【質問者】
新山史朗 東邦大学医療センター大橋病院皮膚科准教授
【DLSTはステロイドの投与量がプレドニン®40mg/日以下なら施行可能である】
DLSTは薬剤に特異的に反応して増殖するT細胞の反応を測定しているため,ステロイド内服中は施行すべきではないと思っている医師は少なくありません。しかし,本法はあくまで薬剤添加群と非添加群のリンパ球の増殖反応の比を見ているため,ステロイドが投与されていても40mg/日までであれば,添加群だけでなく非添加群の増殖反応も抑えられ,結果としてその割合であるstimulation indexはあまり低下しないのです。もっとも,プレドニン®60mg/日以上,パルス療法などの際には確かにリンパ球の増殖反応は著明に抑えられてしまうため,DLSTは見送るべきであると言えます。

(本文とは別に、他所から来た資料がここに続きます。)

//! The signature wire format, byte for byte.
//!
//! `magic (4B BE) || block_len (4B BE) || strong_len (4B BE)` followed by
//! one `weak (4B BE) || strong[..strong_len]` record per block, ending with
//! the input. Interoperability depends on this layout exactly, so it is
//! pinned against independently computed checksums.

mod common;

use common::{pseudo_random, run_to_vec};
use protocol::Magic;
use signature::{SignatureLayout, StrongSum, weak_sum};

fn generate(basis: &[u8], magic: Magic, block_len: u32, strong_len: usize) -> Vec<u8> {
    let layout = SignatureLayout {
        magic,
        block_len,
        strong_len,
    };
    let mut job = engine::signature_begin(layout).expect("valid layout");
    run_to_vec(&mut job, basis).expect("signature run")
}

#[test]
fn header_and_records_follow_the_wire_layout() {
    let basis = pseudo_random(1000, 77);
    let block_len = 256u32;
    let strong_len = 8usize;
    let magic = Magic::SigRkBlake2;

    let stream = generate(&basis, magic, block_len, strong_len);

    // header
    assert_eq!(&stream[..4], &magic.to_be_bytes());
    assert_eq!(&stream[4..8], &block_len.to_be_bytes());
    assert_eq!(&stream[8..12], &(strong_len as u32).to_be_bytes());

    // 1000 bytes in 256-byte blocks: three full blocks and a 232-byte tail
    let record_len = 4 + strong_len;
    assert_eq!(stream.len(), 12 + 4 * record_len);

    for (i, block) in basis.chunks(block_len as usize).enumerate() {
        let record = &stream[12 + i * record_len..12 + (i + 1) * record_len];
        let expected_weak = weak_sum(magic.rollsum().unwrap(), block);
        let expected_strong = StrongSum::compute(magic.strong().unwrap(), block);
        assert_eq!(&record[..4], &expected_weak.to_be_bytes(), "record {i} weak");
        assert_eq!(
            &record[4..],
            expected_strong.prefix(strong_len),
            "record {i} strong"
        );
    }
}

#[test]
fn final_partial_block_is_summed_over_its_actual_length() {
    let basis = b"0123456789"; // 10 bytes, blocks of 4: 4 + 4 + 2
    let magic = Magic::SigMd4;
    let stream = generate(basis, magic, 4, 6);

    let record_len = 4 + 6;
    assert_eq!(stream.len(), 12 + 3 * record_len);

    let tail_record = &stream[12 + 2 * record_len..];
    let expected_weak = weak_sum(magic.rollsum().unwrap(), b"89");
    let expected_strong = StrongSum::compute(magic.strong().unwrap(), b"89");
    assert_eq!(&tail_record[..4], &expected_weak.to_be_bytes());
    assert_eq!(&tail_record[4..], expected_strong.prefix(6));
}

#[test]
fn loaded_signature_reproduces_the_block_table() {
    let basis = pseudo_random(5000, 79);
    let magic = Magic::SigBlake2;
    let block_len = 600u32;
    let strong_len = 10usize;
    let stream = generate(&basis, magic, block_len, strong_len);

    let mut load = engine::loadsig_begin();
    run_to_vec(&mut load, &stream).expect("load run");
    let sig = load.take_signature().expect("signature present");

    assert_eq!(sig.magic(), magic);
    assert_eq!(sig.block_len(), block_len);
    assert_eq!(sig.strong_len(), strong_len);
    assert_eq!(sig.block_count(), basis.len().div_ceil(block_len as usize));

    for (i, block) in basis.chunks(block_len as usize).enumerate() {
        let stored = &sig.blocks()[i];
        assert_eq!(stored.weak(), weak_sum(magic.rollsum().unwrap(), block));
        assert_eq!(
            stored.strong_prefix(strong_len),
            StrongSum::compute(magic.strong().unwrap(), block).prefix(strong_len)
        );
    }
}

#[test]
fn empty_basis_is_header_only() {
    let stream = generate(b"", Magic::SigRkBlake2, 2048, 32);
    assert_eq!(stream.len(), 12);

    let mut load = engine::loadsig_begin();
    run_to_vec(&mut load, &stream).expect("load run");
    let sig = load.take_signature().expect("signature present");
    assert_eq!(sig.block_count(), 0);
}
#![deny(unsafe_code)]
#![deny(missing_docs)]
#![deny(rustdoc::broken_intra_doc_links)]

//! # Overview
//!
//! `checksums` provides the two checksum families used while computing and
//! matching binary deltas:
//!
//! - [`rolling`] implements the 32-bit weak checksums that can be slid over a
//!   byte stream one byte at a time, in both the classic Adler-style variant
//!   and the RabinKarp polynomial variant.
//! - [`strong`] wraps the MD4 and BLAKE2b-256 digests behind the
//!   [`strong::StrongDigest`] trait so higher layers can pick the block hash
//!   from the signature format without hard-coding an algorithm.
//!
//! # Design
//!
//! The rolling variants share the [`RollingSum`] trait so the delta scanner
//! can be monomorphised over the variant chosen at job creation, keeping the
//! per-byte slide free of dynamic dispatch. Both variants support adding a
//! trailing byte, removing the leading byte, and the combined rotate used
//! when the window is full.
//!
//! # Invariants
//!
//! - A rolling sum's digest always describes exactly the bytes currently in
//!   the window: `update` over a window and any equivalent sequence of
//!   `rollin`/`rotate`/`rollout` calls produce identical digests.
//! - All arithmetic wraps; no input can panic or overflow.
//!
//! # Examples
//!
//! Slide a classic weak sum across a buffer and confirm it tracks a fresh
//! computation:
//!
//! ```
//! use checksums::{ClassicSum, RollingSum};
//!
//! let data = b"abcdefgh";
//! let mut rolling = ClassicSum::default();
//! rolling.update(&data[..4]);
//! rolling.rotate(data[0], data[4]);
//!
//! let mut fresh = ClassicSum::default();
//! fresh.update(&data[1..5]);
//! assert_eq!(rolling.digest(), fresh.digest());
//! ```

pub mod rolling;
pub mod strong;

pub use rolling::{ClassicSum, RabinKarp, RollingSum};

筆者らはDLSTを行う最適時期を調べるために,様々な臨床型の薬剤で様々な時期に採血した検体を用いてDLSTを行いました。その結果,Stevens-Johnson症候群(Stevens-Johnson syndrome:SJS)/中毒性表皮壊死症(toxic epidermal necrolysis:TEN)をはじめとする多くの薬疹において,発症から2週間以内の急性期の検体を用いるほうが,陽性反応が起こりやすいことを明らかにしました1)。しかし,薬剤性過敏症症候群(drug-induced hypersensitivity syndrome:DIHS)ではこれと逆に急性期では陽性になりにくく,発症から2カ月以上経過した回復期に調べるほど陽性になりやすいことがわかりました。この結果は当初,ステロイド投与中は陽性になりにくく,投与終了後に陽性になりやすいことを示していると間違って解釈されましたが,SJS/TENではそのようなことはないことがわかり,どの臨床型であろうとステロイド投与中でもプレドニン®40mg/日以下であれば,急性期の検体を用いるほど,陽性になりやすいことがわかりました。